Measuring performance of Matrix eQTL and other eQTL software

For BLAS performance testing see this page.

This page contains details on how we measured the performance of Matrix eQTL and other eQTL methods. We consider it very important that all details are clear, so that any one can generate the same dataset, run the same scripts, and observe the same results.

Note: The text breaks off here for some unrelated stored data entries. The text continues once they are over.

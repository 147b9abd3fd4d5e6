//! Command line assembly for generator runs.

use std::fmt;
use std::path::{Path, PathBuf};

use serde::{Deserialize, Serialize};

use crate::GenerateError;
use crate::task::GenerateTask;

/// Option naming the generation directory.
pub const OPTION_GEN_DIR: &str = "genDir";
/// Option naming the model search path.
pub const OPTION_MODELPATH: &str = "modelpath";
/// Option asking for the generation directory to be emptied first.
pub const OPTION_CLEAN: &str = "clean";
/// Option selecting the generator's log level.
pub const OPTION_LOGLEVEL: &str = "loglevel";

/// Value of a generator option.
#[derive(Debug, Clone, Serialize, Deserialize, PartialEq)]
#[serde(untagged)]
pub enum OptionValue {
    /// `true` passes the bare flag, `false` leaves it out.
    Flag(bool),
    /// Numeric value.
    Number(serde_json::Number),
    /// Any other value, passed verbatim.
    Text(String),
}

impl OptionValue {
    /// Parses a value given on the command line.
    pub fn parse(value: &str) -> Self {
        match value {
            "true" => Self::Flag(true),
            "false" => Self::Flag(false),
            _ => value
                .parse::<serde_json::Number>()
                .map(Self::Number)
                .unwrap_or_else(|_| Self::Text(value.to_string())),
        }
    }

    /// Returns true if this is an enabled flag.
    pub fn is_enabled(&self) -> bool {
        matches!(self, Self::Flag(true))
    }
}

impl fmt::Display for OptionValue {
    fn fmt(&self, f: &mut fmt::Formatter<'_>) -> fmt::Result {
        match self {
            Self::Flag(value) => write!(f, "{}", value),
            Self::Number(value) => write!(f, "{}", value),
            Self::Text(value) => f.write_str(value),
        }
    }
}

impl From<bool> for OptionValue {
    fn from(value: bool) -> Self {
        Self::Flag(value)
    }
}

impl From<&str> for OptionValue {
    fn from(value: &str) -> Self {
        Self::Text(value.to_string())
    }
}

/// Assembles the generator arguments for a task.
///
/// The order is `-genDir`, `-modelpath` (only if the task has one), the
/// options in key order and finally the model sources.
pub fn collect_arguments(task: &GenerateTask) -> Result<Vec<String>, GenerateError> {
    let mut args = Vec::new();

    add_argument(
        &mut args,
        OPTION_GEN_DIR,
        &OptionValue::Text(absolute(&task.gen_dir)?.display().to_string()),
    );

    if !task.modelpath.is_empty() {
        let paths = task
            .modelpath
            .iter()
            .map(|path| absolute(path))
            .collect::<Result<Vec<PathBuf>, GenerateError>>()?;
        let joined = std::env::join_paths(paths)
            .map_err(|e| GenerateError::config(format!("Invalid modelpath: {}", e)))?;
        add_argument(
            &mut args,
            OPTION_MODELPATH,
            &OptionValue::Text(joined.to_string_lossy().into_owned()),
        );
    }

    for (key, value) in &task.options {
        add_argument(&mut args, key, value);
    }

    args.extend(
        task.sources
            .iter()
            .map(|source| source.display().to_string()),
    );

    Ok(args)
}

fn add_argument(args: &mut Vec<String>, key: &str, value: &OptionValue) {
    let option = format!("-{}", key);
    match value {
        OptionValue::Flag(true) => args.push(option),
        OptionValue::Flag(false) => {}
        other => {
            args.push(option);
            args.push(other.to_string());
        }
    }
}

fn absolute(path: &Path) -> Result<PathBuf, GenerateError> {
    std::path::absolute(path).map_err(|e| {
        GenerateError::config(format!("Cannot make {} absolute: {}", path.display(), e))
    })
}

#[cfg(test)]
mod tests {
    use super::*;
    use modelgen_cache::ResourceSet;
    use pretty_assertions::assert_eq;
    use rstest::rstest;

    fn task(gen_dir: &str) -> GenerateTask {
        GenerateTask::new("c", ResourceSet::new(), gen_dir)
    }

    #[rstest]
    #[case("true", OptionValue::Flag(true))]
    #[case("false", OptionValue::Flag(false))]
    #[case("3", OptionValue::Number(3.into()))]
    #[case("debug", OptionValue::Text("debug".to_string()))]
    #[case("", OptionValue::Text(String::new()))]
    fn test_option_value_parse(#[case] input: &str, #[case] expected: OptionValue) {
        assert_eq!(OptionValue::parse(input), expected);
    }

    #[test]
    fn test_option_value_deserialize() {
        let values: Vec<OptionValue> = serde_json::from_str(r#"[true, 2, "x"]"#).unwrap();
        assert_eq!(
            values,
            vec![
                OptionValue::Flag(true),
                OptionValue::Number(2.into()),
                OptionValue::Text("x".to_string()),
            ]
        );
    }

    #[test]
    fn test_gen_dir_only() {
        let args = collect_arguments(&task("/out")).unwrap();
        assert_eq!(args, vec!["-genDir", "/out"]);
    }

    #[test]
    fn test_gen_dir_is_made_absolute() {
        let args = collect_arguments(&task("out")).unwrap();
        let expected = std::env::current_dir().unwrap().join("out");
        assert_eq!(args[1], expected.display().to_string());
    }

    #[test]
    fn test_full_argument_order() {
        let task = task("/out")
            .with_modelpath(vec![PathBuf::from("/m1"), PathBuf::from("/m2")])
            .with_option("clean", true)
            .with_option("loglevel", "debug")
            .with_option("noexit", false)
            .with_sources(vec![PathBuf::from("/models/a.room"), PathBuf::from("/models/b.room")]);

        let args = collect_arguments(&task).unwrap();
        let modelpath = std::env::join_paths(["/m1", "/m2"]).unwrap();

        assert_eq!(
            args,
            vec![
                "-genDir".to_string(),
                "/out".to_string(),
                "-modelpath".to_string(),
                modelpath.to_string_lossy().into_owned(),
                "-clean".to_string(),
                "-loglevel".to_string(),
                "debug".to_string(),
                "/models/a.room".to_string(),
                "/models/b.room".to_string(),
            ]
        );
    }

    #[test]
    fn test_numeric_option() {
        let task = task("/out").with_option("threads", OptionValue::Number(4.into()));
        let args = collect_arguments(&task).unwrap();
        assert_eq!(args, vec!["-genDir", "/out", "-threads", "4"]);
    }

    #[test]
    fn test_empty_modelpath_is_omitted() {
        let args = collect_arguments(&task("/out").with_modelpath(Vec::new())).unwrap();
        assert!(!args.contains(&"-modelpath".to_string()));
    }
}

The cystic fibrosis data set used for testing has not been made public at this moment, so we provide an artificial data set with the same number of samples and variables:

7zip logo icon  Big sample data set (7zip archive external link).

The test data set was generated to have 2,201 genes and 57,333 SNPs over 840 samples, thus having about 10% of genes, 10% SNPS, and full set of samples of the cystic fibrosis dataset. The dataset was generated with a fixed seed of random number generator. The following Matlab code generates the data and saves it in all required formats.

Matlab code for generating the test dataset.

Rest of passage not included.